続けて腰掛け直した俺の肩をいつものようにバアルさんが、そっと抱き寄せてくれたんだけど。彼の白い頬が、ほんのり染まって見えた気がするんだが……なんでだろう?
不思議に思いつつも、大事な投影石をしまおうと彼からもらった黒い小箱の蓋を開ける。ふわふわのクッションがついた中へと収めた時だった。
普通、想像はつくだろう事柄を、何の気無しに尋ねられたことによって、ようやく気がつけたのは。
「そういえば、お二人で写真を撮られたりはしないんですか?」
「え、撮れるんですか?」
「あ、はい……投影石は、元々撮った映像や画像を見るためのものですから……」
さっきまであったはずの、和気あいあいとした空気は一体何処へ行ってしまったのか……喉が勝手に詰まっていくような気まずい空気が、俺達の間に漂い始める。いや、まぁ俺の無知のせいなんだけどさ。完全に。
だが、一言だけ言い訳させて欲しい。自分の中では、レダさんから説明してもらった時にはちゃんと認識はしていたんだよ。ビデオカメラみたいなもんかって。ただうっかり、いやすっかり? 忘れてただけでさ。

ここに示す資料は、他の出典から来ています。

use chrono::{DateTime, Utc};
use rust_decimal::Decimal;
use serde::{Deserialize, Serialize};
use sqlx::{FromRow, PgConnection, PgExecutor, PgPool};
use uuid::Uuid;

use crate::error::AppError;

#[derive(Debug, Clone, FromRow, Serialize, Deserialize)]
pub struct Cart {
    pub id: i64,
    pub user_id: Uuid,
    pub created_at: DateTime<Utc>,
}

#[derive(Debug, Clone, FromRow, Serialize, Deserialize)]
pub struct CartItem {
    pub id: i64,
    pub cart_id: i64,
    pub medicine_id: i64,
    pub quantity: i32,
    pub created_at: DateTime<Utc>,
}

/// Cart row joined with the live medicine data it points at
#[derive(Debug, Clone, FromRow)]
pub struct CartItemRow {
    pub medicine_id: i64,
    pub quantity: i32,
    pub name: String,
    pub price: Decimal,
    pub image: Option<String>,
}

impl Cart {
    pub async fn find_by_user(executor: impl PgExecutor<'_>, user_id: Uuid) -> Result<Option<Self>, AppError> {
        let cart = sqlx::query_as::<_, Cart>("SELECT id, user_id, created_at FROM carts WHERE user_id = $1")
            .bind(user_id)
            .fetch_optional(executor)
            .await?;

        Ok(cart)
    }

    /// Lock the member's cart row for the rest of the transaction
    pub async fn lock_for_user(conn: &mut PgConnection, user_id: Uuid) -> Result<Option<Self>, AppError> {
        let cart = sqlx::query_as::<_, Cart>(
            "SELECT id, user_id, created_at FROM carts WHERE user_id = $1 FOR UPDATE",
        )
        .bind(user_id)
        .fetch_optional(conn)
        .await?;

        Ok(cart)
    }

    /// Carts are created lazily, on the first add
    pub async fn get_or_create(pool: &PgPool, user_id: Uuid) -> Result<Self, AppError> {
        let cart = sqlx::query_as::<_, Cart>(
            r#"
            INSERT INTO carts (user_id) VALUES ($1)
            ON CONFLICT (user_id) DO UPDATE SET user_id = EXCLUDED.user_id
            RETURNING id, user_id, created_at
            "#,
        )
        .bind(user_id)
        .fetch_one(pool)
        .await?;

        Ok(cart)
    }
}

impl CartItem {
    /// Insert at quantity 1 or bump an existing line by one, in a single statement.
    /// The quantity never goes past `max_quantity`.
    pub async fn add_one(pool: &PgPool, cart_id: i64, medicine_id: i64, max_quantity: i32) -> Result<Self, AppError> {
        let item = sqlx::query_as::<_, CartItem>(
            r#"
            INSERT INTO cart_items (cart_id, medicine_id, quantity)
            VALUES ($1, $2, 1)
            ON CONFLICT (cart_id, medicine_id)
            DO UPDATE SET quantity = LEAST(cart_items.quantity, $3 - 1) + 1
            RETURNING id, cart_id, medicine_id, quantity, created_at
            "#,
        )
        .bind(cart_id)
        .bind(medicine_id)
        .bind(max_quantity)
        .fetch_one(pool)
        .await?;

        Ok(item)
    }

    /// Returns false when the member has no such line
    pub async fn set_quantity(pool: &PgPool, user_id: Uuid, medicine_id: i64, quantity: i32) -> Result<bool, AppError> {
        let result = sqlx::query(
            r#"
            UPDATE cart_items SET quantity = $1
            FROM carts
            WHERE cart_items.cart_id = carts.id AND carts.user_id = $2 AND cart_items.medicine_id = $3
            "#,
        )
        .bind(quantity)
        .bind(user_id)
        .bind(medicine_id)
        .execute(pool)
        .await?;

        Ok(result.rows_affected() > 0)
    }

    pub async fn remove(pool: &PgPool, user_id: Uuid, medicine_id: i64) -> Result<bool, AppError> {
        let result = sqlx::query(
            r#"
            DELETE FROM cart_items
            USING carts
            WHERE cart_items.cart_id = carts.id AND carts.user_id = $1 AND cart_items.medicine_id = $2
            "#,
        )
        .bind(user_id)
        .bind(medicine_id)
        .execute(pool)
        .await?;

        Ok(result.rows_affected() > 0)
    }

    pub async fn clear(executor: impl PgExecutor<'_>, user_id: Uuid) -> Result<u64, AppError> {
        let result = sqlx::query(
            "DELETE FROM cart_items USING carts WHERE cart_items.cart_id = carts.id AND carts.user_id = $1",
        )
        .bind(user_id)
        .execute(executor)
        .await?;

        Ok(result.rows_affected())
    }

    /// Member cart lines priced from the medicines table, oldest line first
    pub async fn rows_for_user(executor: impl PgExecutor<'_>, user_id: Uuid) -> Result<Vec<CartItemRow>, AppError> {
        let rows = sqlx::query_as::<_, CartItemRow>(
            r#"
            SELECT ci.medicine_id, ci.quantity, m.name, m.price, m.image
            FROM cart_items ci
            JOIN carts c ON c.id = ci.cart_id
            JOIN medicines m ON m.id = ci.medicine_id
            WHERE c.user_id = $1
            ORDER BY ci.created_at, ci.id
            "#,
        )
        .bind(user_id)
        .fetch_all(executor)
        .await?;

        Ok(rows)
    }
}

「あー……ほら……見るのに、夢中だったんですよね? バアル様、凄く格好よかったですし……アオイ様は、バアル様のこと大好きですもんね」
もともと熱くなっていた顔が、余計に熱くなってしまった。
大きな手で、グリムさんとお揃いのフードを被った後頭部をガシガシかいている、クロウさんのフォローに図星をクリティカルヒットされて。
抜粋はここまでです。